What you should do -> Whenever a line below includes the word "PatternCache", copy that line.

*** Data shown ***

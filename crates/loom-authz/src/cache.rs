// Copyright (c) 2025 Geoffrey Huntley <ghuntley@ghuntley.com>. All rights reserved.
// SPDX-License-Identifier: Proprietary

//! Bounded memo of enforcement decisions.
//!
//! Entries are keyed by the matcher family and the request values. The
//! enforcer clears the cache whenever policy, roles or the model change, so a
//! cached decision is always the one a fresh evaluation would produce.

use std::collections::{HashMap, VecDeque};

use parking_lot::Mutex;

#[derive(Debug, Clone, PartialEq, Eq, Hash)]
struct CacheKey {
	matcher: String,
	request: Vec<String>,
}

#[derive(Debug, Default)]
struct Entries {
	decisions: HashMap<CacheKey, bool>,
	order: VecDeque<CacheKey>,
}

/// First-in first-out decision cache.
#[derive(Debug)]
pub struct DecisionCache {
	capacity: usize,
	entries: Mutex<Entries>,
}

impl DecisionCache {
	pub fn new(capacity: usize) -> Self {
		Self {
			capacity: capacity.max(1),
			entries: Mutex::new(Entries::default()),
		}
	}

	pub fn capacity(&self) -> usize {
		self.capacity
	}

	pub fn get(&self, matcher: &str, request: &[&str]) -> Option<bool> {
		let key = CacheKey::new(matcher, request);
		self.entries.lock().decisions.get(&key).copied()
	}

	pub fn insert(&self, matcher: &str, request: &[&str], allowed: bool) {
		let key = CacheKey::new(matcher, request);
		let mut entries = self.entries.lock();
		if entries.decisions.insert(key.clone(), allowed).is_some() {
			return;
		}
		entries.order.push_back(key);
		while entries.order.len() > self.capacity {
			if let Some(oldest) = entries.order.pop_front() {
				entries.decisions.remove(&oldest);
			}
		}
	}

	pub fn clear(&self) {
		let mut entries = self.entries.lock();
		entries.decisions.clear();
		entries.order.clear();
	}

	pub fn len(&self) -> usize {
		self.entries.lock().decisions.len()
	}

	pub fn is_empty(&self) -> bool {
		self.len() == 0
	}
}

impl CacheKey {
	fn new(matcher: &str, request: &[&str]) -> Self {
		Self {
			matcher: matcher.to_string(),
			request: request.iter().map(|s| s.to_string()).collect(),
		}
	}
}

#[cfg(test)]
mod tests {
	use super::*;

	#[test]
	fn stores_and_returns_decisions() {
		let cache = DecisionCache::new(4);
		assert_eq!(cache.get("m", &["alice", "data1", "read"]), None);
		cache.insert("m", &["alice", "data1", "read"], true);
		assert_eq!(cache.get("m", &["alice", "data1", "read"]), Some(true));
		assert_eq!(cache.get("m2", &["alice", "data1", "read"]), None);
	}

	#[test]
	fn evicts_oldest_entry() {
		let cache = DecisionCache::new(2);
		cache.insert("m", &["a"], true);
		cache.insert("m", &["b"], false);
		cache.insert("m", &["a"], true);
		cache.insert("m", &["c"], true);
		assert_eq!(cache.len(), 2);
		assert_eq!(cache.get("m", &["a"]), None);
		assert_eq!(cache.get("m", &["b"]), Some(false));
		assert_eq!(cache.get("m", &["c"]), Some(true));
	}

	#[test]
	fn clear_empties_cache() {
		let cache = DecisionCache::new(8);
		cache.insert("m", &["a"], true);
		cache.clear();
		assert!(cache.is_empty());
	}

	#[test]
	fn request_fields_are_not_concatenated() {
		let cache = DecisionCache::new(8);
		cache.insert("m", &["ab", "c"], true);
		assert_eq!(cache.get("m", &["a", "bc"]), None);
	}
}
// Copyright (c) 2025 Geoffrey Huntley <ghuntley@ghuntley.com>. All rights reserved.
// SPDX-License-Identifier: Proprietary

use std::borrow::Cow;

use super::compile::{Node, Operand};
use super::functions::PatternCache;
use crate::error::{AuthzError, Result};
use crate::rbac::RoleManager;

/// Everything a compiled matcher reads while deciding one `(request, rule)` pair.
pub(crate) struct Frame<'a> {
	pub request: &'a [&'a str],
	pub rule: &'a [String],
	pub roles: &'a RoleManager,
	pub patterns: &'a PatternCache,
	pub wildcard: Option<&'a str>,
}

impl Frame<'_> {
	pub(crate) fn eval(&self, node: &Node) -> Result<bool> {
		match node {
			Node::Const(b) => Ok(*b),
			Node::Not(inner) => Ok(!self.eval(inner)?),
			Node::And(left, right) => Ok(self.eval(left)? && self.eval(right)?),
			Node::Or(left, right) => Ok(self.eval(left)? || self.eval(right)?),
			Node::StrEq { left, right, negate } => {
				let equal = self.is_wildcard(left)
					|| self.is_wildcard(right)
					|| self.value(left)? == self.value(right)?;
				Ok(equal != *negate)
			}
			Node::BoolEq { left, right, negate } => {
				Ok((self.eval(left)? == self.eval(right)?) != *negate)
			}
			Node::In { element, set } => {
				let element = self.value(element)?;
				for candidate in set {
					if self.value(candidate)? == element {
						return Ok(true);
					}
				}
				Ok(false)
			}
			Node::Role { key, args } => {
				let graph = self
					.roles
					.graph(key)
					.ok_or_else(|| AuthzError::RoleGraph(format!("no role graph for `{key}`")))?;
				let child = self.value(&args[0])?;
				let parent = self.value(&args[1])?;
				let domain = match args.get(2) {
					Some(domain) => Some(self.value(domain)?),
					None => None,
				};
				let domain = domain.as_deref().filter(|d| !d.is_empty());
				Ok(graph.has_link(&child, &parent, domain))
			}
			Node::Predicate { func, args } => {
				let values = self.values(args)?;
				let refs: Vec<&str> = values.iter().map(|v| v.as_ref()).collect();
				func(self.patterns, &refs)
			}
			Node::Custom { func, args } => {
				let left = self.value(&args[0])?;
				let right = self.value(&args[1])?;
				Ok(func(&left, &right))
			}
		}
	}

	fn value<'n>(&'n self, operand: &'n Operand) -> Result<Cow<'n, str>> {
		Ok(match operand {
			Operand::Literal(s) => Cow::Borrowed(s.as_str()),
			Operand::Request(i) => Cow::Borrowed(self.request[*i]),
			Operand::Policy(i) => Cow::Borrowed(self.rule[*i].as_str()),
			Operand::Extract { func, args } => {
				let values = self.values(args)?;
				let refs: Vec<&str> = values.iter().map(|v| v.as_ref()).collect();
				Cow::Owned(func(self.patterns, &refs)?)
			}
		})
	}

	fn values<'n>(&'n self, operands: &'n [Operand]) -> Result<Vec<Cow<'n, str>>> {
		operands.iter().map(|o| self.value(o)).collect()
	}

	/// A rule field holding the wildcard sentinel equals any value.
	fn is_wildcard(&self, operand: &Operand) -> bool {
		match (operand, self.wildcard) {
			(Operand::Policy(i), Some(wildcard)) => self.rule[*i] == wildcard,
			_ => false,
		}
	}
}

*** End of Data shown ***

Problem solution ->
use super::functions::PatternCache;
	pub patterns: &'a PatternCache,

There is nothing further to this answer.